- [Dataset records]
______________________________
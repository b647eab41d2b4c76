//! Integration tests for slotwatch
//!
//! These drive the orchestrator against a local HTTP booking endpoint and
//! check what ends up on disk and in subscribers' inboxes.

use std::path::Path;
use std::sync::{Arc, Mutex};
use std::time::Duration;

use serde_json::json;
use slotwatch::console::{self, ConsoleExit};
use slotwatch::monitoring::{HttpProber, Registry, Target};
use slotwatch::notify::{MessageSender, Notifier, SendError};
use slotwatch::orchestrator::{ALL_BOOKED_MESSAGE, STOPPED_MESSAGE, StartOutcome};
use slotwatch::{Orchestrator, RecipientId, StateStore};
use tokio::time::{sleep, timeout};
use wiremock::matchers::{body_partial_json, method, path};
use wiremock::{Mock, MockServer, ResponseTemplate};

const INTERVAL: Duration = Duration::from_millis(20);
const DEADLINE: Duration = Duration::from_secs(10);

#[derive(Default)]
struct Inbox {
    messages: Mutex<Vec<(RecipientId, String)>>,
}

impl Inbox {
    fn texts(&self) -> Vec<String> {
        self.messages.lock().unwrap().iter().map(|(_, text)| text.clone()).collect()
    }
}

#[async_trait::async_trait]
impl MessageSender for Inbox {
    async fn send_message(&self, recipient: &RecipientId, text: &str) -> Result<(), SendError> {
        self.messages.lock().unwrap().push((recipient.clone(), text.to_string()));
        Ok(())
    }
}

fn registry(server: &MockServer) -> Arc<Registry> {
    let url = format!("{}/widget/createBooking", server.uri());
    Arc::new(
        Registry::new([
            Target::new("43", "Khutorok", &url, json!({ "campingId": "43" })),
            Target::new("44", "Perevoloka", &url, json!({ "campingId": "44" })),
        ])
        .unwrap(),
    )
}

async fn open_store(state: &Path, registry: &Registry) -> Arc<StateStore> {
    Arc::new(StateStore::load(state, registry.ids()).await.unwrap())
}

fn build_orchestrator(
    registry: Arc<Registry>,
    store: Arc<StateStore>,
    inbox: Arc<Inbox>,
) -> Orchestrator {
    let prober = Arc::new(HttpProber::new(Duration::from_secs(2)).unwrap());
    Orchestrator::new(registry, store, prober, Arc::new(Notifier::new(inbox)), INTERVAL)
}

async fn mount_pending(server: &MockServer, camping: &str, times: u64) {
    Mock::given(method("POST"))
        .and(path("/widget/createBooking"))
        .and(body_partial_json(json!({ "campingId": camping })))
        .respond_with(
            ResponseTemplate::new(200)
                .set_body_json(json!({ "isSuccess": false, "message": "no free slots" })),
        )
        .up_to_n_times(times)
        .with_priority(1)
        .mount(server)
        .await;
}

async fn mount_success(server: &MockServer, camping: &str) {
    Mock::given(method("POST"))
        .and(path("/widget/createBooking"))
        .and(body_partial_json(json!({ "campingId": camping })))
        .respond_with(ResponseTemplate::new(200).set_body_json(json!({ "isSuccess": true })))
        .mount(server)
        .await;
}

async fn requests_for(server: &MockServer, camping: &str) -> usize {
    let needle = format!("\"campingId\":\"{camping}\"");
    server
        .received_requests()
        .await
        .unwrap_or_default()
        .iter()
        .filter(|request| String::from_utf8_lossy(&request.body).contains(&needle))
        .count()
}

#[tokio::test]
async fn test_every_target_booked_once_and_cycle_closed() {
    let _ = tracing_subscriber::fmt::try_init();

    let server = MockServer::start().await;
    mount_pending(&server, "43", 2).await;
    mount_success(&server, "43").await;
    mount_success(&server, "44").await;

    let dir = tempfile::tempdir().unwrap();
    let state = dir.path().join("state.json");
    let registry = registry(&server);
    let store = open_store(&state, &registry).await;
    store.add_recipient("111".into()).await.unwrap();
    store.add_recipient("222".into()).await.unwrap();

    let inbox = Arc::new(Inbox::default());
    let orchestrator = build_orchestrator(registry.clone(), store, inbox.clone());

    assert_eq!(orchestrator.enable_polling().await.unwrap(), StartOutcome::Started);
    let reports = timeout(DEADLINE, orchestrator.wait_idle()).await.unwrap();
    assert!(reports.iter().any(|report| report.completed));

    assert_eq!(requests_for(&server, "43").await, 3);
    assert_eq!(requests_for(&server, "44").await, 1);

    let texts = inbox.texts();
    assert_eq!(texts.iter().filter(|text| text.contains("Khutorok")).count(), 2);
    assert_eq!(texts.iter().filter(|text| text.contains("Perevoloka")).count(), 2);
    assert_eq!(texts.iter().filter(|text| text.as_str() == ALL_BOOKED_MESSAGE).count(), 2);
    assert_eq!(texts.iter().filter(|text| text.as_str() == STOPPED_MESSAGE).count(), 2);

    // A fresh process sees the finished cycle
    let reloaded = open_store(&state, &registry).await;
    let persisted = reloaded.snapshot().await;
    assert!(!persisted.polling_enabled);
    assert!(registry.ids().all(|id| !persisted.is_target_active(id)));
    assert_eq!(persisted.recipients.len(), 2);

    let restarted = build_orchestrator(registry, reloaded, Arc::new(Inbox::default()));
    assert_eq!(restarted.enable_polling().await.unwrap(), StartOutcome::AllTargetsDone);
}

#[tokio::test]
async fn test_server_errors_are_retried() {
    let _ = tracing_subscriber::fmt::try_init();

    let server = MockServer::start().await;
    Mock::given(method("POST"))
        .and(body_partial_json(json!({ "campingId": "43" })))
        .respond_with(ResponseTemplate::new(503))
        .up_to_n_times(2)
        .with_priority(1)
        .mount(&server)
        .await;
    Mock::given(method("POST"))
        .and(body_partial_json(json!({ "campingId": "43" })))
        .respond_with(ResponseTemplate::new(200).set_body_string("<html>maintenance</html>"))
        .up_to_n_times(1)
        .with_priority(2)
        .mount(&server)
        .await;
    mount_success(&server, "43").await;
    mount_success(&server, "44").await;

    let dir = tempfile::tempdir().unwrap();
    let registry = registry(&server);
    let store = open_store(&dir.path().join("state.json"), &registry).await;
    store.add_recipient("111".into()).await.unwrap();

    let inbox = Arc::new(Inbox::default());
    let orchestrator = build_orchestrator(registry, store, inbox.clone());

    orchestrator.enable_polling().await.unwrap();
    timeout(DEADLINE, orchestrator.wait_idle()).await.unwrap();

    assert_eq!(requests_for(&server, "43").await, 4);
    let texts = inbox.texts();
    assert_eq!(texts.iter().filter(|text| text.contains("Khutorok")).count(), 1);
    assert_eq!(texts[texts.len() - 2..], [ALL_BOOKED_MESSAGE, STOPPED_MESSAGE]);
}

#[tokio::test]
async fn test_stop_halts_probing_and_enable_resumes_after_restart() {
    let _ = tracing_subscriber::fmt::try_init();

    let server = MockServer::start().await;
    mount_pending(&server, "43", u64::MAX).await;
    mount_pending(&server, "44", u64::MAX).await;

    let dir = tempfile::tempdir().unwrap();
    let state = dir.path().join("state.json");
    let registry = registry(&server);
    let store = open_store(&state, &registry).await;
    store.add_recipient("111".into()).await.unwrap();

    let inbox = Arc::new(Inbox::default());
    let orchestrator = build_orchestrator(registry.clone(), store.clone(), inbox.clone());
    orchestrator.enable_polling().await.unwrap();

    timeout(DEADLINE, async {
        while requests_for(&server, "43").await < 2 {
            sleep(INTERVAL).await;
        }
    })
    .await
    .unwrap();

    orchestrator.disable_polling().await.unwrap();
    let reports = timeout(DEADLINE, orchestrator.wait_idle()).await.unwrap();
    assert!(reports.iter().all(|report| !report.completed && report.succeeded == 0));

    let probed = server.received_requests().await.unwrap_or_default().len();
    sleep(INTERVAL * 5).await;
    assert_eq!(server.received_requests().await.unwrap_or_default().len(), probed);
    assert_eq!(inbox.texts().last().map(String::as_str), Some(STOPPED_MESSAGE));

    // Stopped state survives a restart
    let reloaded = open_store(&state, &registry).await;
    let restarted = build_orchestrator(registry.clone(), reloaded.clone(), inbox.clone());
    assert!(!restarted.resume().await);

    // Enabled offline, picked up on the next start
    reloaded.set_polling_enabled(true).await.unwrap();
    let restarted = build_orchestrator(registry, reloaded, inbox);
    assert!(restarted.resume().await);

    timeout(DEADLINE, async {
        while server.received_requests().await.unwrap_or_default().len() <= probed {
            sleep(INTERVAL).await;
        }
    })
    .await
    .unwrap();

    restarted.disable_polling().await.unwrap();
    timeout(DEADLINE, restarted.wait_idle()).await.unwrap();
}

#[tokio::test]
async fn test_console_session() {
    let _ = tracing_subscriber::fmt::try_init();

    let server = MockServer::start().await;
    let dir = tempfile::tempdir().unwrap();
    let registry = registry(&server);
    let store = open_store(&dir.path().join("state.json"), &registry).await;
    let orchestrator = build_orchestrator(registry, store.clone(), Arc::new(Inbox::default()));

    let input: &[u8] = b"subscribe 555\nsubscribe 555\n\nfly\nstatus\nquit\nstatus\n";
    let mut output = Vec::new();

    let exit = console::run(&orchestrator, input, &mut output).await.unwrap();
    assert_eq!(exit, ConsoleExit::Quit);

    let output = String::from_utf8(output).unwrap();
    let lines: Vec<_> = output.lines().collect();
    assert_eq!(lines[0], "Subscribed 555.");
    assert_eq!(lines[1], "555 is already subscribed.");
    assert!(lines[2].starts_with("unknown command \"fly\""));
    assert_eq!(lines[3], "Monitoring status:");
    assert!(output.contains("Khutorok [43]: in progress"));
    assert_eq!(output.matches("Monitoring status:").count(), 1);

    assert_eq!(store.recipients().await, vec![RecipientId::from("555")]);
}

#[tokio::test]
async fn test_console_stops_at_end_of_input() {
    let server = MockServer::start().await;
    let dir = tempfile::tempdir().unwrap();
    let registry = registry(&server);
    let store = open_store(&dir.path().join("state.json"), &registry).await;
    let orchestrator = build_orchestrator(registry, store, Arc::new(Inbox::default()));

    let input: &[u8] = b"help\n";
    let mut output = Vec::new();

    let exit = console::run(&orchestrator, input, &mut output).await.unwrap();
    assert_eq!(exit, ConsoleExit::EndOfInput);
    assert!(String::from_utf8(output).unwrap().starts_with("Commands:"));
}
______________________________
- [What is required] Retype the entries exactly from the first line, stopping after the line with "const INTERVAL: Duration".

- [Response to the exercise]
repository b647eab41d2b4c76
//! Integration tests for slotwatch
//!
//! These drive the orchestrator against a local HTTP booking endpoint and
//! check what ends up on disk and in subscribers' inboxes.

use std::path::Path;
use std::sync::{Arc, Mutex};
use std::time::Duration;

use serde_json::json;
use slotwatch::console::{self, ConsoleExit};
use slotwatch::monitoring::{HttpProber, Registry, Target};
use slotwatch::notify::{MessageSender, Notifier, SendError};
use slotwatch::orchestrator::{ALL_BOOKED_MESSAGE, STOPPED_MESSAGE, StartOutcome};
use slotwatch::{Orchestrator, RecipientId, StateStore};
use tokio::time::{sleep, timeout};
use wiremock::matchers::{body_partial_json, method, path};
use wiremock::{Mock, MockServer, ResponseTemplate};

const INTERVAL: Duration = Duration::from_millis(20);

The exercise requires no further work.